赵清山很是顺手地便将软卧门给反锁上了,甚至还特意站在门前,正好用身体挡住了门上那个并不大的透明玻璃,成功阻挡住外头的视线。赵清茹见此,嘴角明显微翘了起来,与钱奶奶彼此对视了一眼,毫无意外地从钱奶奶眼中也瞧出了一丝笑意。
列车乘务员因为正背对着赵清茹兄妹俩跟钱奶奶,弯身检查那个自称是“王姐”的女人留下的行李,并没留意到赵清山的这点点小动作。行李包被列车乘务员打开了,里面的东西并不多,甚至可以说有点单一。
行李包里,除了囡囡的物品外,再无其他东西。里头有半包奶粉,大半包麦乳精,一个玻璃奶瓶,五块干净的尿布,三件小衣服,两个围嘴,一件带帽子棉披风。除此之外,还发现了十块钱,以及一封信。
信里,寥寥两行字,除了写着小家伙的时辰八字,就是“望好心人收留”六个字。
小家伙是去年七六年九月八号上午七点半出生,这会儿已经十五个月大了。
看来,真的是被那个自称是“王姐”的女人给狠心遗弃了。
赵清茹低头看了一眼怀里的囡囡,小家伙正瞧抬头看向赵清茹,黑白分明的大眼睛清晰地倒映出赵清茹的身影。
“囡囡,以后跟着姐姐好不好?”
“把孩子先交给我。”赵清茹几乎跟列车乘务员同时开口道。
“汝儿!”赵清山见赵清茹当真想留下那个叫囡囡的小家伙,顿时急了。家里倒不是养不起个奶娃娃,只是这种会对自家宝贝妹妹声誉造成不小影响的事儿,赵清山说什么都是不愿意的。

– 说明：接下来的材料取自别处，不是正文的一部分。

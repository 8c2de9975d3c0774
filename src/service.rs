// Copyright (c) 2025 Fabstir
// SPDX-License-Identifier: BUSL-1.1
//! Classification plus persistence, and the dashboard read path

use chrono::NaiveDate;
use serde::Serialize;
use std::sync::Arc;
use tracing::{error, info};
use uuid::Uuid;

use crate::aggregation::{AggregationEngine, AggregationSnapshot};
use crate::classification::{ClassificationError, ClassificationOrchestrator, ClassificationRecord, ClassifyOptions};
use crate::config::{PipelineConfig, SetupError};
use crate::monitoring::PipelineMetrics;
use crate::storage::{PersistenceError, RecordStore};

/// A classification that has been written to the store
#[derive(Debug, Clone, Serialize)]
pub struct StoredClassification {
    pub record_id: String,
    pub record: ClassificationRecord,
}

/// Orchestrator, store and aggregation wired together
#[derive(Clone)]
pub struct PipelineService {
    orchestrator: Arc<ClassificationOrchestrator>,
    store: Arc<dyn RecordStore>,
    aggregator: AggregationEngine,
    metrics: PipelineMetrics,
}

impl PipelineService {
    /// Aggregation shares the orchestrator's normalizer and metrics
    pub fn new(orchestrator: Arc<ClassificationOrchestrator>, store: Arc<dyn RecordStore>) -> Self {
        let metrics = orchestrator.metrics().clone();
        let aggregator =
            AggregationEngine::new(orchestrator.normalizer()).with_metrics(metrics.clone());
        info!(
            "Pipeline service ready: strategy={}, store={}",
            orchestrator.strategy().name(),
            store.name()
        );
        Self {
            orchestrator,
            store,
            aggregator,
            metrics,
        }
    }

    /// Build every component from configuration
    pub fn from_config(config: &PipelineConfig) -> Result<Self, SetupError> {
        let provider = config.build_provider()?;
        let store = config.build_store()?;
        let orchestrator = config.build_orchestrator(provider, PipelineMetrics::new())?;
        Ok(Self::new(Arc::new(orchestrator), store))
    }

    pub fn orchestrator(&self) -> &ClassificationOrchestrator {
        &self.orchestrator
    }

    pub fn store(&self) -> Arc<dyn RecordStore> {
        Arc::clone(&self.store)
    }

    pub fn metrics(&self) -> &PipelineMetrics {
        &self.metrics
    }

    /// Classify an image and persist the record
    ///
    /// A store failure after a successful classification is returned as
    /// [`ClassificationError::Persistence`]; nothing is reported as saved
    /// unless the store confirmed it.
    pub async fn classify_and_store(
        &self,
        image: &[u8],
        options: ClassifyOptions,
    ) -> Result<StoredClassification, ClassificationError> {
        let record = self.orchestrator.classify(image, options).await?;
        let record_id = Uuid::new_v4().to_string();

        if let Err(e) = self.store.insert(&record_id, &record).await {
            self.metrics.record_persistence_error();
            error!(
                "Failed to persist record {} for {}: {}",
                record_id, record.image_identifier, e
            );
            return Err(ClassificationError::Persistence(e));
        }

        self.metrics.record_persisted();
        info!("Persisted record {} to {}", record_id, self.store.name());
        Ok(StoredClassification { record_id, record })
    }

    /// Read every stored record and aggregate it
    pub async fn dashboard(&self) -> Result<AggregationSnapshot, PersistenceError> {
        let records = self.store.select_all().await?;
        Ok(self.aggregator.aggregate(&records))
    }

    /// [`dashboard`](Self::dashboard) with an explicit date for undated records
    pub async fn dashboard_on(&self, today: NaiveDate) -> Result<AggregationSnapshot, PersistenceError> {
        let records = self.store.select_all().await?;
        Ok(self.aggregator.aggregate_on(&records, today))
    }
}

囡囡发现那个之前从未见过,陌生的叔叔想要抱她后,立马又扯开嗓子哭了起来,胖乎乎的小手紧紧地拽拉着赵清茹的衣襟。列车乘务员到底有所顾忌,害怕拉扯间伤害孩子,加上赵清茹也不太愿意放手,一时间反倒让囡囡占了上风。
“列车员大叔,那个,我想问一下,这个孩子你们打算怎么处理?”
“还能怎么处理?虽说之前从未遇到过这类事儿。不过左不过等下一站到站了,交给车站的地勤,回头再送去孤儿院。”
孤儿院?
赵清茹抿了抿嘴,本能地觉着有些不妥。像孤儿院福利院这种地方,即便未来几十年后,进入物资充沛的市场经济,有政府补贴,那里的孩子多半也只是能保证基本的生活而已。更何况现在尚未改革开放,绝大多数生活需求还是凭票限量供应的计划经济时期。寻常老百姓也就是勉强能填饱肚子,肚子里的油水勉强不足,更何况是孤儿院这种地方。
“列车员大叔,能打个商量不?”
“小丫头,大叔也瞧出来了,你是个心善的。但是这个孩子,可不是你一个小丫头能抚养照顾的了的。”
“不是的,列车员大叔,您误会我的意思的。下一站停靠应该只是个小站,小城市里的孤儿院只怕也容不下太多的孩子。我想反正这趟火车终点站也是魔都。魔都不管怎么说也是哥国际化大都市不是。”
“这……”列车乘务员听明白了赵清茹话中的意思,犹豫了片刻后,低头同意了,“也……好吧,就当给这个小丫头找个更好的出路吧。”
“谢谢列车员大叔。”
“谢啥啊,小家伙能遇到你……们兄妹还有老太太,也是她的福气。”列车乘务员弯身帮囡囡将有点儿戴歪的小帽子给重新戴好,随后笑道,“那行。等明天到了终点站再说。”
列车乘务员转身打开了门,见门口不知何时挤了好些看热闹的乘客,便挥手将人给打发了:“换票了换票了,新上车的都把车票准备好。”